# Collected data
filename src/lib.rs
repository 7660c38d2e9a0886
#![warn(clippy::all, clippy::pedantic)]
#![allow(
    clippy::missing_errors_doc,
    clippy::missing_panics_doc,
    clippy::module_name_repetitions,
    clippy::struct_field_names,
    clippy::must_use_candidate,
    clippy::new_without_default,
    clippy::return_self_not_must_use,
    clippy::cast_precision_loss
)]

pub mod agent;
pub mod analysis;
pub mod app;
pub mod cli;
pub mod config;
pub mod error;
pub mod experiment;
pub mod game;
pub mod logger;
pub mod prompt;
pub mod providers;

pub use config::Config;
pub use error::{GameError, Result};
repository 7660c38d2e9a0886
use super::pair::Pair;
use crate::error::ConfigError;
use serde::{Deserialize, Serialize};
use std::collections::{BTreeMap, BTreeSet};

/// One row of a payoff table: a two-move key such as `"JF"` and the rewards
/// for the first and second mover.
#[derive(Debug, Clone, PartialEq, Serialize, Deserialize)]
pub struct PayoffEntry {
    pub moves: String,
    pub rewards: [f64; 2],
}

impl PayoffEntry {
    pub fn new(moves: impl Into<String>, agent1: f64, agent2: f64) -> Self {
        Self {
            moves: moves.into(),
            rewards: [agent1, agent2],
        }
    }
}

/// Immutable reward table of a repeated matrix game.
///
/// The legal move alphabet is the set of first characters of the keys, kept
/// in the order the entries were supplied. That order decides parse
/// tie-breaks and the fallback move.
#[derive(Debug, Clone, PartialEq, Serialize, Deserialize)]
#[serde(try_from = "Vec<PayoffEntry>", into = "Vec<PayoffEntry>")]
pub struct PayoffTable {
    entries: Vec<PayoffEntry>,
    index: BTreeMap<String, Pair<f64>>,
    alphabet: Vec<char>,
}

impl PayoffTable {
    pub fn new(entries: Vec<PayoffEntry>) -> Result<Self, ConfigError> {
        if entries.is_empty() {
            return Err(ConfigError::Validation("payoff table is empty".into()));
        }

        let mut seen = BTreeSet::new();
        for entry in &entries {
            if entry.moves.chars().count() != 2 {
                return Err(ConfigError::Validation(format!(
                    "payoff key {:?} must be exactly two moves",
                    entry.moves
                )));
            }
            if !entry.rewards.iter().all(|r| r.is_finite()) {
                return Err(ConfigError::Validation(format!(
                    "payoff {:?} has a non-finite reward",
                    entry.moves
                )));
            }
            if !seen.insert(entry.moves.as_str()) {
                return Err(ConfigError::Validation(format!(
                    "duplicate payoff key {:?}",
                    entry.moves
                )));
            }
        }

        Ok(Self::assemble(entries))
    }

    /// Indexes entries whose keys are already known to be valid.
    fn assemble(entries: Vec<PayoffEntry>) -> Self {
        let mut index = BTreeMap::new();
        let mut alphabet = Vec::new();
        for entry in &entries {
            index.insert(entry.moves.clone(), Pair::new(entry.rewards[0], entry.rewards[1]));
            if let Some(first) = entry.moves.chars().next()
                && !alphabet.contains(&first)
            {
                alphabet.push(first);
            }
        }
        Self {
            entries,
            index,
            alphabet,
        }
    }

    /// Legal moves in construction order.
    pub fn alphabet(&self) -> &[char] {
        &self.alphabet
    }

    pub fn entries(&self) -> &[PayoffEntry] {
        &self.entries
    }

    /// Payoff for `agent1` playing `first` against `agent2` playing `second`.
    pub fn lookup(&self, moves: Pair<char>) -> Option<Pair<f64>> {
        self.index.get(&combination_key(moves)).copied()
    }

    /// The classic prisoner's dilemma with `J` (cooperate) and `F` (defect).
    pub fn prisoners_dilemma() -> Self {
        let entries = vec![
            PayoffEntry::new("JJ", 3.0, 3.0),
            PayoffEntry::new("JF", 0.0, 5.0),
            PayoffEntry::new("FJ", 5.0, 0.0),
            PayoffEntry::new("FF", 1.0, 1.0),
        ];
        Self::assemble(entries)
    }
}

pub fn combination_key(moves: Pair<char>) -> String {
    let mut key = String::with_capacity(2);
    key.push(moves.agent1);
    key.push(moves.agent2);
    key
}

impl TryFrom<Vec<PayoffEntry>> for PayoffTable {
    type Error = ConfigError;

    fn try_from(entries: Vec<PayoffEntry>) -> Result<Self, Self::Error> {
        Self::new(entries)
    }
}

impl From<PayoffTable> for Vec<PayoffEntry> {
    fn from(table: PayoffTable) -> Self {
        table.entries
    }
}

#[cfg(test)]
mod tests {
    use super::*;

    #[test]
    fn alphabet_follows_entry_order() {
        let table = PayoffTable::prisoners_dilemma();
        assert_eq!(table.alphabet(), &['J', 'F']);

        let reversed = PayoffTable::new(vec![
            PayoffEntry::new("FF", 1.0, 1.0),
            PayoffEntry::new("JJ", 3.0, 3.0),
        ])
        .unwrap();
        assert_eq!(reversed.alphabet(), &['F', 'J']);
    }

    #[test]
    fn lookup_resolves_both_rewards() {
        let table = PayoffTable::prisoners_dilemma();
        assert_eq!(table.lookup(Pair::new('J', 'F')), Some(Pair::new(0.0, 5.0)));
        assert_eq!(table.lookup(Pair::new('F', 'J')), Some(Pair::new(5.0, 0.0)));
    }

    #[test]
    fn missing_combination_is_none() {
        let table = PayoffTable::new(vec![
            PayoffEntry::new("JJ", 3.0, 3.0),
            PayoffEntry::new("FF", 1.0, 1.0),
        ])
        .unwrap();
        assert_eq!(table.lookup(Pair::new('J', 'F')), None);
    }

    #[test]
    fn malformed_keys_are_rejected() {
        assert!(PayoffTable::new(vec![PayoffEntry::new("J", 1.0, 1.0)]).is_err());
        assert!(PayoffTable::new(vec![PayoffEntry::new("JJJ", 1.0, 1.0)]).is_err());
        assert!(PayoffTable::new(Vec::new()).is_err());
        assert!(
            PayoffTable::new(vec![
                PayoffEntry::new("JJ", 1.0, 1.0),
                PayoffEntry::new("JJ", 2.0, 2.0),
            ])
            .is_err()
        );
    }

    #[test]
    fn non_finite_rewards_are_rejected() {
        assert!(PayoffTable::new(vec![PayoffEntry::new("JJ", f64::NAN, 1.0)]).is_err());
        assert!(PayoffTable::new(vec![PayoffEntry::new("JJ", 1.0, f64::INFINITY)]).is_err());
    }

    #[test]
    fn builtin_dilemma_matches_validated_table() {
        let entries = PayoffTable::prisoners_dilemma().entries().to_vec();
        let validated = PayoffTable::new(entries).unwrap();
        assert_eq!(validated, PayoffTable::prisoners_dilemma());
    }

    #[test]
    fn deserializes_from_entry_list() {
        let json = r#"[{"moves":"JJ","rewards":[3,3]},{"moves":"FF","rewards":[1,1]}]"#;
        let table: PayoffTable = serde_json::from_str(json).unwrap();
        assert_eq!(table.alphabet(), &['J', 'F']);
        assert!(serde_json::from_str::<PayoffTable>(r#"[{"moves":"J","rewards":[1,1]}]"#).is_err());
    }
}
...
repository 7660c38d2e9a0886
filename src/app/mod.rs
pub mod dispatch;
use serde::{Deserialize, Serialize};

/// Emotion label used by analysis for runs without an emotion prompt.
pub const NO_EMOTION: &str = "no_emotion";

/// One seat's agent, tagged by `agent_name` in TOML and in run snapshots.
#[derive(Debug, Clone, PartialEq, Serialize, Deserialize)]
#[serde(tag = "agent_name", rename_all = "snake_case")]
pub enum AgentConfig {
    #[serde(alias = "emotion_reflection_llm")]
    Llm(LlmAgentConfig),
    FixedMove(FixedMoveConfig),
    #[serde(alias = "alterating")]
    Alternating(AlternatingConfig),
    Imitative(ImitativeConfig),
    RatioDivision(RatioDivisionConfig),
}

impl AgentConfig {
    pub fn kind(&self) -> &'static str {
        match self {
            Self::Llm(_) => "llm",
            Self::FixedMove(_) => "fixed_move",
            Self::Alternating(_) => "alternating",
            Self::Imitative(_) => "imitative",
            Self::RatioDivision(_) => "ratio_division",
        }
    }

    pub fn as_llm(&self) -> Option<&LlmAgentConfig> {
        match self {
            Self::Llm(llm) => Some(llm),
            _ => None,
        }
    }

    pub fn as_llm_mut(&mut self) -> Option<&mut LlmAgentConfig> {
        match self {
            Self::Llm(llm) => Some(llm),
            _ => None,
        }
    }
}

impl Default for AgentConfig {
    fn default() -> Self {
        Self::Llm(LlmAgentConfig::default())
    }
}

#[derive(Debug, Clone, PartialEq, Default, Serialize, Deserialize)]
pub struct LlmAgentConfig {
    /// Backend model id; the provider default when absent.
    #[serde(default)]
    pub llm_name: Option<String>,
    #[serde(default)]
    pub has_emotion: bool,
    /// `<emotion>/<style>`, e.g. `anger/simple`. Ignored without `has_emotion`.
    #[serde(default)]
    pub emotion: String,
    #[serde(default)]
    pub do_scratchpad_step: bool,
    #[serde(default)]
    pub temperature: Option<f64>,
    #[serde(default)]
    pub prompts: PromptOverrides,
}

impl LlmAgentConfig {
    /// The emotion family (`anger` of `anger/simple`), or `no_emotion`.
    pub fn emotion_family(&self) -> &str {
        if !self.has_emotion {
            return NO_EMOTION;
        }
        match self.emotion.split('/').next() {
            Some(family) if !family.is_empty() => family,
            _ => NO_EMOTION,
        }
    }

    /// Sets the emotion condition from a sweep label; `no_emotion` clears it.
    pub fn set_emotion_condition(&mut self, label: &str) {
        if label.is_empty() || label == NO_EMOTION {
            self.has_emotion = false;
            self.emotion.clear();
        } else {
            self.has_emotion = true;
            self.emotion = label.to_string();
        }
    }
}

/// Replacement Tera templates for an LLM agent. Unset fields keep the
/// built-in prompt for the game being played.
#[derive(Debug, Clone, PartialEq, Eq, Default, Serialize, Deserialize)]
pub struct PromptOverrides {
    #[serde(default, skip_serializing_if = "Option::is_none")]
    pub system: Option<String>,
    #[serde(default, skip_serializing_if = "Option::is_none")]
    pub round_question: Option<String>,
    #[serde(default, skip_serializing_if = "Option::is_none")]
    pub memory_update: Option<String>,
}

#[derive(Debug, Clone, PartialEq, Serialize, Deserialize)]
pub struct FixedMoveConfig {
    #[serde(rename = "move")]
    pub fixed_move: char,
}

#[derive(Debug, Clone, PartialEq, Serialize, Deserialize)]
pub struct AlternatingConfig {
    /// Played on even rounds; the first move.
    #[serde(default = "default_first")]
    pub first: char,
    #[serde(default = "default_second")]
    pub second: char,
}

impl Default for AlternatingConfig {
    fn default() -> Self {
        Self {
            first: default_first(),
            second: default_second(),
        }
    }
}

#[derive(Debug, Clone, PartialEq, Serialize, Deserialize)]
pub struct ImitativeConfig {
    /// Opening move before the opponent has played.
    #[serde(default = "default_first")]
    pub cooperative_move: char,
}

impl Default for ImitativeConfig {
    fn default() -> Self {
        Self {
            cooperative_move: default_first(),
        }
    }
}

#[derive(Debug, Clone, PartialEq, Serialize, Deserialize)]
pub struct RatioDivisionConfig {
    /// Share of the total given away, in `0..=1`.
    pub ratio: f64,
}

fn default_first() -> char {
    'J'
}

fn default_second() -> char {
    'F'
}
...
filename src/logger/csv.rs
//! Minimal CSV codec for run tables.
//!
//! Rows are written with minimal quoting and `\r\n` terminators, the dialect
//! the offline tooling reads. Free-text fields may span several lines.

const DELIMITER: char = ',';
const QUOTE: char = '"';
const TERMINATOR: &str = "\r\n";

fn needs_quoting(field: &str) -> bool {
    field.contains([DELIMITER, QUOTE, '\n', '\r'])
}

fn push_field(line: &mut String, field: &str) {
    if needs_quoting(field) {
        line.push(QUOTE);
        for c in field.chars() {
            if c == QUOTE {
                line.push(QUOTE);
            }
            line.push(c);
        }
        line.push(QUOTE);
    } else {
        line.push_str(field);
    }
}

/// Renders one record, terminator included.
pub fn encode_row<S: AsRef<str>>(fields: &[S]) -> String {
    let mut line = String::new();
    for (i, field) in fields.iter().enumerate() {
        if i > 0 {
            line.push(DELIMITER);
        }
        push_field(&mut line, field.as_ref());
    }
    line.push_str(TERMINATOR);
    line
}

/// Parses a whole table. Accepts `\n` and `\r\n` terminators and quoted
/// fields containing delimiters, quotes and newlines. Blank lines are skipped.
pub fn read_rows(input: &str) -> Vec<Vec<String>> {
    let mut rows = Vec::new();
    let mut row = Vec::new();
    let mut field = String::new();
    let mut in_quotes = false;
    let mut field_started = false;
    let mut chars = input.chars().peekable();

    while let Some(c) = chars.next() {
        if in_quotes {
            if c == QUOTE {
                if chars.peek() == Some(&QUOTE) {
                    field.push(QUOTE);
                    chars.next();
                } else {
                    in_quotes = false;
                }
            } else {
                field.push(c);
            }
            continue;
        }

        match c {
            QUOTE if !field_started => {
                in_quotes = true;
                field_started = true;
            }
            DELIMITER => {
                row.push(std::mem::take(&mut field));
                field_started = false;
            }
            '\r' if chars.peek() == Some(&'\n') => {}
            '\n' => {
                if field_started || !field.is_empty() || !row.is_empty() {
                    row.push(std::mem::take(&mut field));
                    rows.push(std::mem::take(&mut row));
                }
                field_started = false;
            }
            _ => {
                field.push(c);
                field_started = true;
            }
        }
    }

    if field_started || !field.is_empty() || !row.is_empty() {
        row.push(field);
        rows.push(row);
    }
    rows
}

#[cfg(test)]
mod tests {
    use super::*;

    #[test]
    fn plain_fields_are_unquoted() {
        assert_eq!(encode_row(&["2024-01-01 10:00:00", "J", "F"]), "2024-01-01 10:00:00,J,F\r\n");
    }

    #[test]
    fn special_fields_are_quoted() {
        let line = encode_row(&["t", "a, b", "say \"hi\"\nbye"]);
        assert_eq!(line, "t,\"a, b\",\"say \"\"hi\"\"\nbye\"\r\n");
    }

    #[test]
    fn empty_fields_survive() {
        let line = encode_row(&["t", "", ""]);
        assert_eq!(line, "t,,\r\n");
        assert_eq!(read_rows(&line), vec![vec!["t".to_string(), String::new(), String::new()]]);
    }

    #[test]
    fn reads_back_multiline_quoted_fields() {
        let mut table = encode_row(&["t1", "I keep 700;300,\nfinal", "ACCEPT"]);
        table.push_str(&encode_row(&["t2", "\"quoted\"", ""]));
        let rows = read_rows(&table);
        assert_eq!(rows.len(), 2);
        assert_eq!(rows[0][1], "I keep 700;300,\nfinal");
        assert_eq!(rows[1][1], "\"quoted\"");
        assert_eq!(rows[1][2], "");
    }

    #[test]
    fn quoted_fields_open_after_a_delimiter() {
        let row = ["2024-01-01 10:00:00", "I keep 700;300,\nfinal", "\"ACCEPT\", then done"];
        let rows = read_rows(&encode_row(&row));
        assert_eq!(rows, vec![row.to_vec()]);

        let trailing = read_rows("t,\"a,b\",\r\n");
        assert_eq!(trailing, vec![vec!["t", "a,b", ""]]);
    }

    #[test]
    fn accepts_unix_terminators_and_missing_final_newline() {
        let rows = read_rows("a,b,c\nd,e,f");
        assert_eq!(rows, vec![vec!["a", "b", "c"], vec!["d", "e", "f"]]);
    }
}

# Task goal
Would you count the lines in the entries that hold "take" and reply with only the count?

# Answer to the exercise
3